We also discussed sauces again – how to thicken with a starch slurry (cornstarch/arrowroot/potato starch and cold liquid, added to boiling liquid) and how to use a beurre manie (flour and butter kneaded together and added at the last minute), plus monter au beurre (swirling in butter in the last minute) and making a liaison between cream and eggs.

Then we discussed alternative sauces – particularly salsas (raw sauces of chopped fruits and/or veg), chutneys (cooked sweet and sour sauces) and relishes (also cooked or pickled.)

From there, we moved to brown stock.

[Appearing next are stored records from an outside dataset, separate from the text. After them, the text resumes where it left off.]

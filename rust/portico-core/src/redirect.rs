use url::form_urlencoded;

/// What the authorization server handed back in the page's query string.
#[derive(Debug, Clone, PartialEq, Eq)]
pub enum RedirectCapture {
    Token(String),
    Error(String),
    /// `token` or `message` was present but empty.
    Blank,
}

impl RedirectCapture {
    /// Reads `token` (preferred) or `message` from a query string. The
    /// leading `?` is optional and empty values are ignored.
    pub fn parse(query: &str) -> Option<Self> {
        let query = query.trim_start_matches('?');
        let mut token = None;
        let mut message = None;
        let mut blank = false;

        for (key, value) in form_urlencoded::parse(query.as_bytes()) {
            let slot = match key.as_ref() {
                "token" => &mut token,
                "message" => &mut message,
                _ => continue,
            };

            if value.is_empty() {
                blank = true;
            } else if slot.is_none() {
                *slot = Some(value.into_owned());
            }
        }

        token
            .map(RedirectCapture::Token)
            .or_else(|| message.map(RedirectCapture::Error))
            .or(blank.then_some(RedirectCapture::Blank))
    }
}
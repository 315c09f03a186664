mod auth;
pub use auth::*;

mod document;
pub use document::*;

mod ui;
pub use ui::*;

mod user;
pub use user::*;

Brown stock is basically the same as white – bones, mirepoix, aromatics and water, but the method is a little different. First, the beef or veal bones are caramelized – placed in pans in a 350°F oven until mostly done. Then they’re spread with tomato paste and put back in the oven (although we do drain the fat first.) And when that’s very brown, we put the bones in the stock pot, and deglaze the pans with water, which is then added to the stock pot. The bones are replaced with the mirepoix (normal mirepoix plus leeks), which is also browned in the oven. Meanwhile, the stock is brought to boil and down to a simmer, and skimmed. The browned vegetables are then added to the pot with the sachets (I made the sachets – bay leaves, thyme and crushed peppercorns) and the pans deglazed again. And then it’s simmered for 6-10 hours.

Meanwhile, there were other things to do. First thing – we made a mango salsa. This used ripe mangos (sliced into thin 1/4″ squares), finely diced red pepper and red onion and jalapeño pepper, vinegar, honey, lime juice, olive oil and cumin. I worked with G, but I just did the mango because cutting those thin little slices took forever. It didn’t help that my knife could have been sharper and the ripe mango was slippery. We mixed it all together and it was delicious. It would be so yummy on fish or chicken. At which point, we went to lunch.

When we got back, we had a lecture on kashrut. In this case, it was mashgichim. The mashgiach is the person the supervisory agency puts in the kitchen to assure that everything adheres to halacha – not just the food and cooking methods, but anything that goes on in terms of food and service, like bug removal and the turning on of flames and the kashering of equipment.

The rabbi talked about both catering and restaurants, but the main thing was communication between chef and mashgiach, plus recognition that you have the same goal – to serve a quality kosher meal.

In catering, there’s a lot more control. You know what you’re serving and when and where. You can tell your
mashgiach what the menus are and when you’re serving. In restaurants, it’s far less predictable because the meals aren’t set and you never know when you’ll run out of checked vegetables.

Then we moved onto catering for Shabbat – time constraints, equipment constraints, halachic concerns about ovens and lights and even maybe an eruv (so one can carry from refrigerated truck to hotel if they don’t have fridge room) – even serving dairy breakfast while prepping fleishig lunch. One hint – hire all non-Jewish staff on Shabbat to minimize problems. And make sure to make tea essence and get rid of all peppermills – even for decoration.

And keep the number of the supervisory organization at hand so they can mediate between you and the mashgiach (not possible on Shabbat, of course.)

He did NOT discuss Pesach because that’s a major issue all by itself.

Then the rabbi left and we got back to cooking. While part of the class dealt with the stock and part prepped a mango chutney to be cooked tomorrow (I peeled two), some of us got our knives sharpened. I watched chef as he sharpened mine – he actually removed stone as he moved the knife forward over it. This is what’s supposed to happen.

And then we helped clean up. Long day, but productive.